Roles of Porin and -Lactamase in -Lactam Resistance of Pseudomonas aeruginosa

Abstract

Pseudomonas aeruginosa demonstrates high intrinsic resistance to most β-lactam antibiotics. Two factors that are interrelated appear to be important in this intrinsic resistance: an inducible, chromosomally encoded type Id β-lactamase and low outer-membrane permeability. β-Lactamase-noninducible mutants are supersusceptible to many β-lactam agents, whereas constitutively derepressed mutants are considerably more resistant even to so-called β-lactamase-stable β-lactams. For the latter mutants, by analysis of kinetics, it can be demonstrated that synergy betweens low permeation across the outer membrane and slow hydrolysis of the β-lactamase-stable β-lactams can explain resistance.
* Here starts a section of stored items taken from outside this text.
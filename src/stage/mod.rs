// Stage backend - the boundary to the rendering/asset collaborators
// Operations call synchronously into whatever implements StageBackend;
// the engine itself never draws or touches the file system

use std::collections::HashSet;
use std::sync::{Arc, Mutex};
use thiserror::Error;

/// Number of addressable sprite slots, as in the original runtime.
pub const SPRITE_SLOTS: usize = 256;

/// Collaborator-side failures. `ResourceUnavailable` is a sentinel the
/// executing operation handles itself; it is not an engine error.
#[derive(Debug, Clone, PartialEq, Eq, Error)]
pub enum StageError {
    #[error("resource unavailable: {0}")]
    ResourceUnavailable(String),
}

/// Rendering/asset primitives invoked by executed operations.
pub trait StageBackend: Send {
    fn open_window(&mut self, width: u32, height: u32);
    fn load_image(&mut self, slot: usize, path: &str) -> Result<(), StageError>;
    fn move_sprite(&mut self, slot: usize, x: i64, y: i64);
    fn show_sprite(&mut self, slot: usize, visible: bool);
    fn print(&mut self, text: &str);
}

/// Stage that discards everything. Used when a host only needs the
/// variable-store side of script execution.
#[derive(Debug, Default, Clone, Copy)]
pub struct NullStage;

impl StageBackend for NullStage {
    fn open_window(&mut self, _width: u32, _height: u32) {}

    fn load_image(&mut self, _slot: usize, _path: &str) -> Result<(), StageError> {
        Ok(())
    }

    fn move_sprite(&mut self, _slot: usize, _x: i64, _y: i64) {}

    fn show_sprite(&mut self, _slot: usize, _visible: bool) {}

    fn print(&mut self, _text: &str) {}
}

/// One recorded stage primitive call.
#[derive(Debug, Clone, PartialEq, Eq)]
pub enum StageCall {
    OpenWindow { width: u32, height: u32 },
    LoadImage { slot: usize, path: String },
    MoveSprite { slot: usize, x: i64, y: i64 },
    ShowSprite { slot: usize, visible: bool },
    Print(String),
}

/// Stage that records every call, for deterministic-trace assertions.
/// Cloning shares the underlying trace, so tests keep a handle while the
/// scheduler owns the stage.
#[derive(Debug, Clone, Default)]
pub struct RecordingStage {
    calls: Arc<Mutex<Vec<StageCall>>>,
    missing: Arc<Mutex<HashSet<String>>>,
}

impl RecordingStage {
    pub fn new() -> Self {
        Self::default()
    }

    /// Snapshot of the recorded calls so far
    pub fn calls(&self) -> Vec<StageCall> {
        self.calls.lock().unwrap().clone()
    }

    pub fn call_count(&self) -> usize {
        self.calls.lock().unwrap().len()
    }

    pub fn clear(&self) {
        self.calls.lock().unwrap().clear();
    }

    /// Make `load_image` report the given path as unavailable
    pub fn mark_missing(&self, path: &str) {
        self.missing.lock().unwrap().insert(path.to_string());
    }

    fn record(&self, call: StageCall) {
        self.calls.lock().unwrap().push(call);
    }
}

impl StageBackend for RecordingStage {
    fn open_window(&mut self, width: u32, height: u32) {
        self.record(StageCall::OpenWindow { width, height });
    }

    fn load_image(&mut self, slot: usize, path: &str) -> Result<(), StageError> {
        if self.missing.lock().unwrap().contains(path) {
            return Err(StageError::ResourceUnavailable(path.to_string()));
        }
        self.record(StageCall::LoadImage {
            slot,
            path: path.to_string(),
        });
        Ok(())
    }

    fn move_sprite(&mut self, slot: usize, x: i64, y: i64) {
        self.record(StageCall::MoveSprite { slot, x, y });
    }

    fn show_sprite(&mut self, slot: usize, visible: bool) {
        self.record(StageCall::ShowSprite { slot, visible });
    }

    fn print(&mut self, text: &str) {
        self.record(StageCall::Print(text.to_string()));
    }
}
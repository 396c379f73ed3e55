// Operation interpreter - executes one compiled Operation per dispatch
// Errors here are per-operation: the scheduler logs them and moves on,
// they never abort the sequencer or leak across sequencers

use std::collections::HashMap;

use log::debug;
use thiserror::Error;

use super::op::{BinaryOp, Expr, Operation, UnaryOp};
use super::value::Value;
use crate::stage::{SPRITE_SLOTS, StageBackend, StageError};

/// Operation-execution failure. Logged with sequencer id, program counter
/// and command kind; execution continues at the next operation.
#[derive(Debug, Clone, PartialEq, Eq, Error)]
pub enum ExecError {
    #[error("type mismatch: expected {expected}, got {found}")]
    TypeMismatch {
        expected: &'static str,
        found: &'static str,
    },
    #[error("undefined variable `{0}`")]
    UndefinedVariable(String),
    #[error("division by zero")]
    DivideByZero,
    #[error("sprite slot {0} out of range")]
    SlotOutOfRange(i64),
}

/// Execution context for one operation: the sequencer's locals shadowing
/// the shared globals, the stage collaborator, and the wait request armed
/// during this dispatch (if any).
pub struct ExecCtx<'a> {
    pub locals: &'a mut HashMap<String, Value>,
    pub globals: &'a mut HashMap<String, Value>,
    pub stage: &'a mut dyn StageBackend,
    /// Steps requested by a `Wait` executed this dispatch; always > 0.
    pub pending_wait: Option<u64>,
}

impl ExecCtx<'_> {
    fn read(&self, name: &str) -> Result<Value, ExecError> {
        self.locals
            .get(name)
            .or_else(|| self.globals.get(name))
            .cloned()
            .ok_or_else(|| ExecError::UndefinedVariable(name.to_string()))
    }

    /// Writes through to a local binding if one exists (for-loop counters),
    /// otherwise to the shared global store.
    fn write(&mut self, name: &str, value: Value) {
        if let Some(slot) = self.locals.get_mut(name) {
            *slot = value;
        } else {
            self.globals.insert(name.to_string(), value);
        }
    }

    fn write_local(&mut self, name: &str, value: Value) {
        self.locals.insert(name.to_string(), value);
    }
}

/// Execute one operation. If/for bodies run inline within this dispatch;
/// a nested `Wait` arms the counter but does not cut the body short.
pub fn execute(ctx: &mut ExecCtx<'_>, op: &Operation) -> Result<(), ExecError> {
    match op {
        Operation::Wait(steps) => {
            let n = int_arg(ctx, steps)?;
            if n > 0 {
                ctx.pending_wait = Some(n as u64);
            }
        }
        Operation::Set { name, value } => {
            let v = eval(ctx, value)?;
            ctx.write(name, v);
        }
        Operation::Print(expr) => {
            let v = eval(ctx, expr)?;
            ctx.stage.print(&v.to_string());
        }
        Operation::If {
            cond,
            then_body,
            else_body,
        } => {
            let body = if eval(ctx, cond)?.is_truthy() {
                then_body
            } else {
                else_body
            };
            for nested in body {
                execute(ctx, nested)?;
            }
        }
        Operation::For {
            var,
            from,
            to,
            body,
        } => {
            let from = int_arg(ctx, from)?;
            let to = int_arg(ctx, to)?;
            for i in from..=to {
                ctx.write_local(var, Value::Int(i));
                for nested in body {
                    execute(ctx, nested)?;
                }
            }
        }
        Operation::OpenWindow { width, height } => {
            let w = int_arg(ctx, width)?.clamp(0, u32::MAX as i64) as u32;
            let h = int_arg(ctx, height)?.clamp(0, u32::MAX as i64) as u32;
            ctx.stage.open_window(w, h);
        }
        Operation::LoadImage { slot, path } => {
            let slot = slot_arg(ctx, slot)?;
            let path = str_arg(ctx, path)?;
            // Missing asset is a sentinel, not an engine error: the slot
            // stays empty and the script keeps running.
            if let Err(StageError::ResourceUnavailable(p)) = ctx.stage.load_image(slot, &path) {
                debug!("image `{}` unavailable, slot {} left empty", p, slot);
            }
        }
        Operation::MoveSprite { slot, x, y } => {
            let slot = slot_arg(ctx, slot)?;
            let x = int_arg(ctx, x)?;
            let y = int_arg(ctx, y)?;
            ctx.stage.move_sprite(slot, x, y);
        }
        Operation::ShowSprite { slot, visible } => {
            let slot = slot_arg(ctx, slot)?;
            let visible = eval(ctx, visible)?.is_truthy();
            ctx.stage.show_sprite(slot, visible);
        }
    }
    Ok(())
}

/// Evaluate an argument expression against the current scopes.
pub fn eval(ctx: &ExecCtx<'_>, expr: &Expr) -> Result<Value, ExecError> {
    match expr {
        Expr::Literal(v) => Ok(v.clone()),
        Expr::Var(name) => ctx.read(name),
        Expr::Unary { op, operand } => {
            let v = eval(ctx, operand)?;
            eval_unary(*op, v)
        }
        Expr::Binary { op, lhs, rhs } => {
            let l = eval(ctx, lhs)?;
            // Short-circuit before evaluating the right-hand side
            match op {
                BinaryOp::And if !l.is_truthy() => return Ok(Value::Bool(false)),
                BinaryOp::Or if l.is_truthy() => return Ok(Value::Bool(true)),
                _ => {}
            }
            let r = eval(ctx, rhs)?;
            eval_binary(*op, l, r)
        }
    }
}

fn eval_unary(op: UnaryOp, v: Value) -> Result<Value, ExecError> {
    match op {
        UnaryOp::Not => Ok(Value::Bool(!v.is_truthy())),
        UnaryOp::Neg => match v {
            Value::Int(n) => Ok(Value::Int(-n)),
            Value::Float(f) => Ok(Value::Float(-f)),
            other => Err(type_mismatch("number", &other)),
        },
    }
}

fn eval_binary(op: BinaryOp, l: Value, r: Value) -> Result<Value, ExecError> {
    match op {
        BinaryOp::Add => match (&l, &r) {
            (Value::Str(a), b) => Ok(Value::Str(format!("{}{}", a, b))),
            (Value::Int(a), Value::Int(b)) => Ok(Value::Int(a.wrapping_add(*b))),
            _ => numeric(op, &l, &r, |a, b| a + b),
        },
        BinaryOp::Sub => match (&l, &r) {
            (Value::Int(a), Value::Int(b)) => Ok(Value::Int(a.wrapping_sub(*b))),
            _ => numeric(op, &l, &r, |a, b| a - b),
        },
        BinaryOp::Mul => match (&l, &r) {
            (Value::Int(a), Value::Int(b)) => Ok(Value::Int(a.wrapping_mul(*b))),
            _ => numeric(op, &l, &r, |a, b| a * b),
        },
        BinaryOp::Div => match (&l, &r) {
            (Value::Int(_), Value::Int(0)) => Err(ExecError::DivideByZero),
            (Value::Int(a), Value::Int(b)) => Ok(Value::Int(a.wrapping_div(*b))),
            _ => numeric(op, &l, &r, |a, b| a / b),
        },
        BinaryOp::Mod => match (&l, &r) {
            (Value::Int(_), Value::Int(0)) => Err(ExecError::DivideByZero),
            (Value::Int(a), Value::Int(b)) => Ok(Value::Int(a.wrapping_rem(*b))),
            _ => numeric(op, &l, &r, |a, b| a % b),
        },
        BinaryOp::Eq => Ok(Value::Bool(values_equal(&l, &r))),
        BinaryOp::Ne => Ok(Value::Bool(!values_equal(&l, &r))),
        BinaryOp::Lt => ordering(&l, &r, |o| o == std::cmp::Ordering::Less),
        BinaryOp::Le => ordering(&l, &r, |o| o != std::cmp::Ordering::Greater),
        BinaryOp::Gt => ordering(&l, &r, |o| o == std::cmp::Ordering::Greater),
        BinaryOp::Ge => ordering(&l, &r, |o| o != std::cmp::Ordering::Less),
        // Operands already truthiness-checked by the short-circuit path
        BinaryOp::And => Ok(Value::Bool(r.is_truthy())),
        BinaryOp::Or => Ok(Value::Bool(r.is_truthy())),
    }
}

fn numeric(
    _op: BinaryOp,
    l: &Value,
    r: &Value,
    f: impl Fn(f64, f64) -> f64,
) -> Result<Value, ExecError> {
    match (l.as_f64(), r.as_f64()) {
        (Some(a), Some(b)) => Ok(Value::Float(f(a, b))),
        (None, _) => Err(type_mismatch("number", l)),
        (_, None) => Err(type_mismatch("number", r)),
    }
}

fn values_equal(l: &Value, r: &Value) -> bool {
    match (l, r) {
        (Value::Str(a), Value::Str(b)) => a == b,
        (Value::Bool(a), Value::Bool(b)) => a == b,
        (Value::Nil, Value::Nil) => true,
        _ => match (l.as_f64(), r.as_f64()) {
            (Some(a), Some(b)) => a == b,
            _ => false,
        },
    }
}

fn ordering(
    l: &Value,
    r: &Value,
    accept: impl Fn(std::cmp::Ordering) -> bool,
) -> Result<Value, ExecError> {
    let ord = match (l, r) {
        (Value::Str(a), Value::Str(b)) => a.cmp(b),
        _ => {
            let a = l.as_f64().ok_or_else(|| type_mismatch("number", l))?;
            let b = r.as_f64().ok_or_else(|| type_mismatch("number", r))?;
            a.partial_cmp(&b)
                .ok_or(ExecError::TypeMismatch {
                    expected: "number",
                    found: "nan",
                })?
        }
    };
    Ok(Value::Bool(accept(ord)))
}

fn type_mismatch(expected: &'static str, found: &Value) -> ExecError {
    ExecError::TypeMismatch {
        expected,
        found: found.type_name(),
    }
}

fn int_arg(ctx: &ExecCtx<'_>, expr: &Expr) -> Result<i64, ExecError> {
    let v = eval(ctx, expr)?;
    v.as_int().ok_or_else(|| type_mismatch("number", &v))
}

fn str_arg(ctx: &ExecCtx<'_>, expr: &Expr) -> Result<String, ExecError> {
    match eval(ctx, expr)? {
        Value::Str(s) => Ok(s),
        other => Err(type_mismatch("string", &other)),
    }
}

fn slot_arg(ctx: &ExecCtx<'_>, expr: &Expr) -> Result<usize, ExecError> {
    let n = int_arg(ctx, expr)?;
    if n < 0 || n as usize >= SPRITE_SLOTS {
        return Err(ExecError::SlotOutOfRange(n));
    }
    Ok(n as usize)
}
Wild-type P. aeruginosa allows outer membrane permeation of β-lactam agents at rates 1%–8% of those measured for Escherichia coli. The majority of trans-outer-membrane channels formed by P. aeruginosa porin protein F are too small to allow passage of β-lactam antibiotics. Nevertheless, this porin is apparently a conduit for β-lactams, since protein F-deficient mutants have small changes in susceptibility to certain β-lactam agents. This low outer-membrane permeability acting in synergy with β-lactamase is probably responsible for intrinsic β-lactam resistance in P. aeruginosa.